Strengthen The Ecosystem Through Partnerships With The Private Sector
Formal education systems need to look and learn from what is happening in the entire ecosystem and generate alliances with the private sector and civil society organizations to transform education. This is a historical responsibility with the COVID Generation. The pandemic has starkly exposed the drama of inequality. Latin America and the Caribbean already had a lost decade: it cannot take on now a lost generation. Speaking to this idea, in October 2019, a regional Coalition for the development of 21st-century skills in Latin America and the Caribbean was created in
Panama. It is a call for action. Our responsibility today is to prepare children and young people to succeed in an uncertain future.

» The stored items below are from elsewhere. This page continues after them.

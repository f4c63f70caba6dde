//! Inclusion proofs.
//!
//! A proof is produced by walking parent links from a leaf to the root,
//! folding the sibling digest in at every level. The walk recomputes the root
//! as it goes; a proof is only handed out if that recomputation agrees with
//! the stored root.
//!
//! The resulting [`InclusionProof`] is self-contained: [`InclusionProof::verify`]
//! needs no tree, only the expected root.

use log::warn;
use merkle_pad_costs::{cost_return_on_error, cost_return_on_error_no_add, CostResult, CostsExt, OperationCost};

use crate::{ContentSource, Digest, Error, MerkleHasher, MerkleTree, NodeId, Side};

/// One level of a proof: the sibling digest and the side it sits on.
#[derive(Debug, Clone, Copy, PartialEq, Eq)]
pub struct ProofStep {
    /// Which side of the parent the sibling occupies.
    pub sibling_side: Side,
    /// Digest of the sibling.
    pub sibling: Digest,
}

/// Proof that a content item is a leaf of a tree with a given root.
#[derive(Debug, Clone, PartialEq, Eq)]
pub struct InclusionProof {
    /// Content of the proved leaf.
    pub leaf_content: Vec<u8>,
    /// Sibling digests from the leaf level up to just below the root.
    pub steps: Vec<ProofStep>,
    /// Content of every node on the path, leaf first, root last.
    pub content_path: Vec<Vec<u8>>,
    /// Root the proof was generated against.
    pub root: Digest,
}

impl InclusionProof {
    /// Content of every node from the leaf up to the root.
    pub fn content_path(&self) -> &[Vec<u8>] {
        &self.content_path
    }

    /// Number of levels between leaf and root.
    pub fn len(&self) -> usize {
        self.steps.len()
    }

    /// `true` for a proof with no sibling steps.
    pub fn is_empty(&self) -> bool {
        self.steps.is_empty()
    }

    /// Recompute the root from the leaf content and the sibling digests.
    pub fn compute_root<H: MerkleHasher>(&self) -> Result<Digest, Error> {
        let mut running = H::hash_bytes(&self.leaf_content);
        for (level, step) in self.steps.iter().enumerate() {
            running = match step.sibling_side {
                Side::Right => H::hash_children(&running, &step.sibling),
                Side::Left => H::hash_children(&step.sibling, &running),
                Side::Undefined => {
                    return Err(Error::InvalidProof(format!(
                        "step {level} has no sibling side"
                    )))
                }
            };
        }
        Ok(running)
    }

    /// Check the proof against `expected_root`.
    pub fn verify<H: MerkleHasher>(&self, expected_root: &Digest) -> Result<(), Error> {
        let computed = self.compute_root::<H>()?;
        if &computed != expected_root {
            return Err(Error::InvalidProof(format!(
                "root hash mismatch: expected {expected_root}, got {computed}"
            )));
        }
        Ok(())
    }
}

impl<H: MerkleHasher> MerkleTree<H> {
    /// Prove that `leaf` belongs to this tree.
    ///
    /// The running hash starts as `H(leaf content)`; at every level it is
    /// combined with the sibling on the other side. Reaching the root with a
    /// hash different from the stored root hash yields
    /// [`Error::ProofMismatch`], which means the tree was corrupted.
    pub fn generate_proof(&self, leaf: NodeId) -> CostResult<InclusionProof, Error> {
        let mut cost = OperationCost::default();
        let leaf_node = cost_return_on_error_no_add!(&cost, self.get(leaf));
        if !leaf_node.is_leaf() {
            return Err(Error::InvalidStructure(format!("node {leaf} is not a leaf")))
                .wrap_with_cost(cost);
        }

        let mut running = H::hash_bytes(&leaf_node.content);
        cost.hash_byte_calls += 1;
        let mut steps = Vec::new();
        let mut content_path = Vec::new();
        let mut current = leaf;
        loop {
            let node = cost_return_on_error_no_add!(&cost, self.get(current));
            let Some(parent_id) = node.parent else {
                content_path.push(node.content.clone());
                break;
            };
            let parent = cost_return_on_error_no_add!(&cost, self.get(parent_id));
            let step = match (node.side, parent.children) {
                (Side::Left, Some((left, right))) if left == current => ProofStep {
                    sibling_side: Side::Right,
                    sibling: cost_return_on_error_no_add!(&cost, self.get(right)).hash,
                },
                (Side::Right, Some((left, right))) if right == current => ProofStep {
                    sibling_side: Side::Left,
                    sibling: cost_return_on_error_no_add!(&cost, self.get(left)).hash,
                },
                (side, _) => {
                    return Err(Error::InvalidStructure(format!(
                        "node {current} claims side {side:?} of {parent_id}, which does not \
                         hold it there"
                    )))
                    .wrap_with_cost(cost);
                }
            };
            running = match step.sibling_side {
                Side::Right => H::hash_children(&running, &step.sibling),
                _ => H::hash_children(&step.sibling, &running),
            };
            cost.hash_node_calls += 1;
            steps.push(step);
            content_path.push(node.content.clone());
            current = parent_id;
        }

        if current != self.root {
            return Err(Error::InvalidStructure(format!(
                "walk from {leaf} ended at parentless node {current}, root is {}",
                self.root
            )))
            .wrap_with_cost(cost);
        }
        let expected = self.root_hash();
        if running != expected {
            warn!("proof for leaf {leaf} recomputed {running}, stored root {expected}");
            return Err(Error::ProofMismatch {
                expected,
                computed: running,
            })
            .wrap_with_cost(cost);
        }

        Ok(InclusionProof {
            leaf_content: leaf_node.content.clone(),
            steps,
            content_path,
            root: expected,
        })
        .wrap_with_cost(cost)
    }

    /// Prove membership of raw content.
    ///
    /// Returns [`Error::NotFound`] when no leaf carries `H(content)`.
    pub fn prove_content(&self, content: &[u8]) -> CostResult<InclusionProof, Error> {
        let mut cost = OperationCost::with_hash_byte_calls(1);
        let hash = H::hash_bytes(content);
        let Some(leaf) = self.index.get(&hash) else {
            return Err(Error::NotFound(hash)).wrap_with_cost(cost);
        };
        let proof = cost_return_on_error!(&mut cost, self.generate_proof(leaf));
        Ok(proof).wrap_with_cost(cost)
    }

    /// Read the content behind `id` and prove its membership.
    ///
    /// An unreadable source yields [`Error::SourceRead`], kept apart from
    /// [`Error::NotFound`] so that I/O faults do not pass for non-membership.
    pub fn verify_inclusion<S, K>(&self, source: &S, id: K) -> CostResult<InclusionProof, Error>
    where
        S: ContentSource + ?Sized,
        K: AsRef<S::Id>,
    {
        let mut cost = OperationCost::default();
        let id = id.as_ref();
        let content = cost_return_on_error_no_add!(
            &cost,
            source.read(id).map_err(|err| Error::SourceRead {
                id: format!("{id:?}"),
                source: err,
            })
        );
        cost += OperationCost::with_content_read(content.len());
        self.prove_content(&content).add_cost(cost)
    }
}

The Coalition is an alliance with 34 public and private high-calibre actors such as Google, Amazon Web Services, Ashoka, HundrED, CLOO, D2L, FORGE, Fundación Scholas Ocurrentes, ISTE, GRAMMY, Holberton, Minerva, KERIS, SKTelecom, Think Equal, TUMO, Fundación Barcelona, Laboratoria, Trilema Foundation, Santillana Foundation, Wikimedia Foundation, French Development Agency, REDUCA, Plan Ceibal, among many others. The Coalition is led by the IDB with a firm commitment that, each partner within the scope of its activities will contribute to create training and employment opportunities and provide people with the necessary skills for economic inclusion.